Rapid evaluation of the efficacy of pharmacologic agents and their analogs in enhancing bladder capacity and reducing the voiding frequency.

We report here the results of a simplified screening method to rapidly compare the pharmacologic action of drugs relevant to the urinary tract. This method avoids the use of anesthesia and of external infusion into the bladder relying on the physiological stimulation of the volume-evoked micturition reflex (VEMR) by diuresis. Mature female rats weighing 240-310 g were placed in restrainer cages that afforded access to food and water but limited movement. Under the rear of the rat, a collecting funnel and weight measuring device was secured. For each VEMR, the weight of the volume voided was recorded on a polygraph which also provided a record of the time of voiding.
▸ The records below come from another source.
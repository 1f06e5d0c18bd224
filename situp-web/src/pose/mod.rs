//! Pose module - boundary to the pose-estimation provider
//!
//! Re-exports only. All logic in submodules.

mod joints;
mod angles;
mod estimator;
mod mediapipe;

pub use joints::{JointMap, JointName, JointTriple, Landmark, Side, is_valid_position};
pub use angles::calculate_joint_angle;
pub use estimator::PoseEstimator;
pub use mediapipe::{
    MediaPipePose, PoseLandmarks,
    LANDMARK_COUNT, VALUES_XYZ, VALUES_XYZV, DEFAULT_MIN_VISIBILITY,
    LEFT_SHOULDER, RIGHT_SHOULDER, LEFT_HIP, RIGHT_HIP, LEFT_KNEE, RIGHT_KNEE,
};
To evaluate the relative pharmacologic efficacy of the drug under study, 1 mg/kg furosemide along with the drug to be evaluated was diluted in 5 ml of saline and injected subcutaneously. Rats received approximately equimolar concentrations of thiphenamil and 15 other analogs, Ca2+ channel blockers, and K+ channel openers. The furosemide was given to obtain a controlled level of diuresis and avoid the effects of circadian variations in urine flow. Parameters considered were 1) mean volume voided per VEMR, 2) frequency, 3) output, and 4) latency. This model allows the rapid evaluation of drugs designed to increase bladder capacity and decrease the frequency of voiding, and it is particularly useful in evaluating the relative efficacy of drugs that are chemical analogs.